Neste início de 2026, a Procuradoria da Mulher (ProMulher) da Câmara Municipal de Curitiba (CMC) passa a contar com seu primeiro Regulamento Interno, documento que organiza, em um texto único, a composição, as competências, as formas de atuação e, sobretudo, o fluxo de recebimento e encaminhamento de denúncias relacionadas à política de gênero e à violência política contra as mulheres.

>> Clique aqui para acessar o regulamento interno da Procuradoria da Mulher

Na prática, o regulamento transforma em procedimento padronizado aquilo que, para a cidadã e para o cidadão, faz diferença no atendimento: onde procurar, o que precisa constar em uma denúncia, quais são os possíveis encaminhamentos e em que condições o sigilo é preservado

Além de reforçar a autonomia de atuação da Procuradoria da Mulher — descrita como estrutura independente, não subordinada a outra unidade —, a norma também fixa princípios de governança institucional, com vedação expressa de uso para promoção pessoal, partidária ou ideológica. Atualmente, a ProMulher é composta pela procuradora Carlise Kwiatkowski (PL), e pelas procuradoras-adjuntas Rafaela Lupion (PSD) e Vanda de Assis (PT)

ProMulher: como funciona e quais são as atribuições

Criada na Câmara de Curitiba em 2019, a Procuradoria da Mulher integra um movimento nacional de casas legislativas voltadas à defesa dos direitos das mulheres, com foco no combate à violência e à discriminação.

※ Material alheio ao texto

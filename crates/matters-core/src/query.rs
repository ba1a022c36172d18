use crate::matcher::Matcher;
use crate::matter::MatterId;
use crate::resolve::MatterRef;
use crate::store::MattersStore;

/// Conditions a matter must meet to be returned by [`MattersStore::find`].
///
/// All conditions must hold. Property conditions test the resolved value, so
/// a variant matches on a discriminator it inherits.
#[derive(Debug, Clone, Default)]
pub struct Filter {
    resolved: Vec<(String, Matcher)>,
    overrides: Vec<String>,
    descends_from: Option<MatterId>,
    owner: Option<Option<MatterId>>,
    links_to: Option<MatterId>,
}

impl Filter {
    /// A filter that matches every matter.
    pub fn new() -> Self {
        Self::default()
    }

    /// The resolved value of `key` must satisfy `matcher`.
    pub fn resolved(mut self, key: impl Into<String>, matcher: impl Into<Matcher>) -> Self {
        self.resolved.push((key.into(), matcher.into()));
        self
    }

    /// The matter must override `key` itself.
    pub fn overrides(mut self, key: impl Into<String>) -> Self {
        self.overrides.push(key.into());
        self
    }

    /// `ancestor` must appear in the matter's parent chain.
    pub fn descends_from(mut self, ancestor: impl Into<MatterId>) -> Self {
        self.descends_from = Some(ancestor.into());
        self
    }

    /// The matter must be composed by `owner`.
    pub fn owned_by(mut self, owner: impl Into<MatterId>) -> Self {
        self.owner = Some(Some(owner.into()));
        self
    }

    /// The matter must have no owner (a standalone asset).
    pub fn standalone(mut self) -> Self {
        self.owner = Some(None);
        self
    }

    /// The matter must hold an own link to `target`.
    pub fn links_to(mut self, target: impl Into<MatterId>) -> Self {
        self.links_to = Some(target.into());
        self
    }

    /// Test a single matter.
    pub fn matches(&self, matter: &MatterRef<'_>) -> bool {
        // Own overrides
        if !self.overrides.iter().all(|key| matter.is_overrided(key)) {
            return false;
        }

        // Owner
        if let Some(ref owner) = self.owner
            && matter.owner() != owner.as_ref()
        {
            return false;
        }

        // Outgoing link
        if let Some(ref target) = self.links_to
            && matter.links_to(target) == 0
        {
            return false;
        }

        // Ancestry
        if let Some(ref ancestor) = self.descends_from
            && !matter.ancestors().any(|a| a.id() == ancestor)
        {
            return false;
        }

        // Resolved values
        self.resolved
            .iter()
            .all(|(key, matcher)| matter.inherited_equals(key, matcher))
    }
}

/// A paged query over a store.
pub struct MatterQuery<'s> {
    store: &'s MattersStore,
    filter: Filter,
    limit: Option<usize>,
    offset: usize,
}

impl<'s> MatterQuery<'s> {
    /// Start a query over `store` with `filter`.
    pub fn new(store: &'s MattersStore, filter: Filter) -> Self {
        Self {
            store,
            filter,
            limit: None,
            offset: 0,
        }
    }

    /// Limit the number of results.
    pub fn limit(mut self, n: usize) -> Self {
        self.limit = Some(n);
        self
    }

    /// Skip the first N results.
    pub fn offset(mut self, n: usize) -> Self {
        self.offset = n;
        self
    }

    /// Execute the query; results are ordered by id.
    pub fn execute(self) -> Vec<MatterRef<'s>> {
        let results = self.store.find(&self.filter).into_iter().skip(self.offset);
        match self.limit {
            Some(limit) => results.take(limit).collect(),
            None => results.collect(),
        }
    }

    /// Count matching matters without paging.
    pub fn count(self) -> usize {
        self.store.iter().filter(|m| self.filter.matches(m)).count()
    }
}

impl MattersStore {
    /// All matters matching `filter`, ordered by id.
    pub fn find(&self, filter: &Filter) -> Vec<MatterRef<'_>> {
        let mut results: Vec<MatterRef<'_>> = self.iter().filter(|m| filter.matches(m)).collect();
        results.sort_by(|a, b| a.id().cmp(b.id()));
        results
    }

    /// Start building a paged query.
    pub fn query(&self, filter: Filter) -> MatterQuery<'_> {
        MatterQuery::new(self, filter)
    }
}

#[cfg(test)]
mod tests {
    use super::*;
    use crate::value::Value;

    struct Fixture {
        store: MattersStore,
        mesh: MatterId,
        crate_mesh: MatterId,
        material: MatterId,
        texture: MatterId,
    }

    fn fixture() -> Fixture {
        let mut store = MattersStore::new();
        let texture = store.create([("kind", Value::from("texture"))], None).unwrap();
        let mesh = store
            .create([("kind", Value::from("mesh")), ("tex", Value::Link(texture.clone()))], None)
            .unwrap();
        let crate_mesh = store.inherite(&mesh).unwrap();
        store.set(&crate_mesh, "scale", 2).unwrap();
        let (material, _) = store
            .compose(&crate_mesh, "material", [("kind", Value::from("material"))])
            .unwrap();
        Fixture {
            store,
            mesh,
            crate_mesh,
            material,
            texture,
        }
    }

    #[test]
    fn find_by_inherited_discriminator() {
        let f = fixture();
        let meshes = f.store.find(&Filter::new().resolved("kind", "mesh"));
        let mut expected = vec![f.mesh.clone(), f.crate_mesh.clone()];
        expected.sort();
        assert_eq!(meshes.iter().map(|m| m.id().clone()).collect::<Vec<_>>(), expected);
    }

    #[test]
    fn find_by_own_override() {
        let f = fixture();
        let results = f.store.find(&Filter::new().resolved("kind", "mesh").overrides("kind"));
        assert_eq!(results.len(), 1);
        assert_eq!(results[0].id(), &f.mesh);
    }

    #[test]
    fn find_by_ancestry_and_owner() {
        let f = fixture();
        let variants = f.store.find(&Filter::new().descends_from(f.mesh.clone()));
        assert_eq!(variants.len(), 1);
        assert_eq!(variants[0].id(), &f.crate_mesh);

        let owned = f.store.find(&Filter::new().owned_by(f.crate_mesh.clone()));
        assert_eq!(owned.len(), 1);
        assert_eq!(owned[0].id(), &f.material);

        assert_eq!(f.store.find(&Filter::new().standalone()).len(), 3);
    }

    #[test]
    fn find_by_outgoing_link() {
        let f = fixture();
        let results = f.store.find(&Filter::new().links_to(f.texture.clone()));
        assert_eq!(results.len(), 1);
        assert_eq!(results[0].id(), &f.mesh);
    }

    #[test]
    fn find_with_pattern() {
        let f = fixture();
        let filter = Filter::new().resolved("kind", Matcher::pattern("^m").unwrap());
        assert_eq!(f.store.find(&filter).len(), 3);
    }

    #[test]
    fn query_with_limit_and_offset() {
        let f = fixture();
        assert_eq!(f.store.query(Filter::new()).execute().len(), 4);
        assert_eq!(f.store.query(Filter::new()).limit(2).execute().len(), 2);
        assert_eq!(f.store.query(Filter::new()).offset(3).limit(5).execute().len(), 1);
        assert_eq!(f.store.query(Filter::new().resolved("kind", "mesh")).count(), 2);
    }

    #[test]
    fn empty_store_finds_nothing() {
        let store = MattersStore::new();
        assert!(store.find(&Filter::new()).is_empty());
    }
}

O regulamento prevê a divulgação de um relatório anual no site da CMC com dados estatísticos, número de atendimentos e de denúncias recebidas e encaminhadas.

Entre as atribuições descritas na página institucional estão o recebimento e encaminhamento de denúncias, a fiscalização de políticas públicas, o apoio à participação das vereadoras nas atividades legislativas, a promoção de campanhas educativas e a cooperação com outros organismos públicos e privados.

Onde encontrar informações e buscar atendimento

As formas de atendimento são os canais oficiais da ProMulher, que presta atendimento presencial ao público interno e externo de segunda a sexta-feira, das 9h às 12h e das 14h às 17h, com ações de acolhimento e orientação, inclusive para registro de denúncias nos órgãos competentes.

Fluxo de denúncias: como a demanda entra, é analisada e encaminhada

Um dos eixos centrais do regulamento é o fluxo formal de denúncias contra atos ou fatos cometidos por parlamentares que atentem contra a política de gênero ou caracterizem violência política contra as mulheres.

1) Como protocolar
A denúncia deve ser formalizada no Sistema de Processo Administrativo Eletrônico (SPAE), por meio de Comunicado Eletrônico do tipo “Denúncia à ProMulher – Infração do CEDP”. No registro, devem constar obrigatoriamente:

  • qualificação mínima do denunciado;

  • identificação do denunciado;

  • descrição clara dos fatos;

  • indicação de provas existentes.

Quando a pessoa denunciante for externa e não tiver acesso ao SPAE, o regulamento prevê alternativa: encaminhar a denúncia por escrito ao e-mail institucional da ProMulher ou entregá-la fisicamente no posto de atendimento, mantendo os mesmos requisitos. A ProMulher poderá inadmitir denúncias anônimas que não estejam minimamente circunstanciadas.

2) Triagem e decisão
Recebida denúncia referente à Câmara, caberá à procuradora titular decidir entre três caminhos:

  • Arquivar, mediante decisão fundamentada, quando ausentes requisitos de admissibilidade ou caracterizada instrumentalização; 

  • Encaminhar à Corregedoria, via memorando no SPAE, para eventual sindicância;

  • Formalizar representação à Mesa, por processo específico no SPAE, na hipótese de infração ético-disciplinar.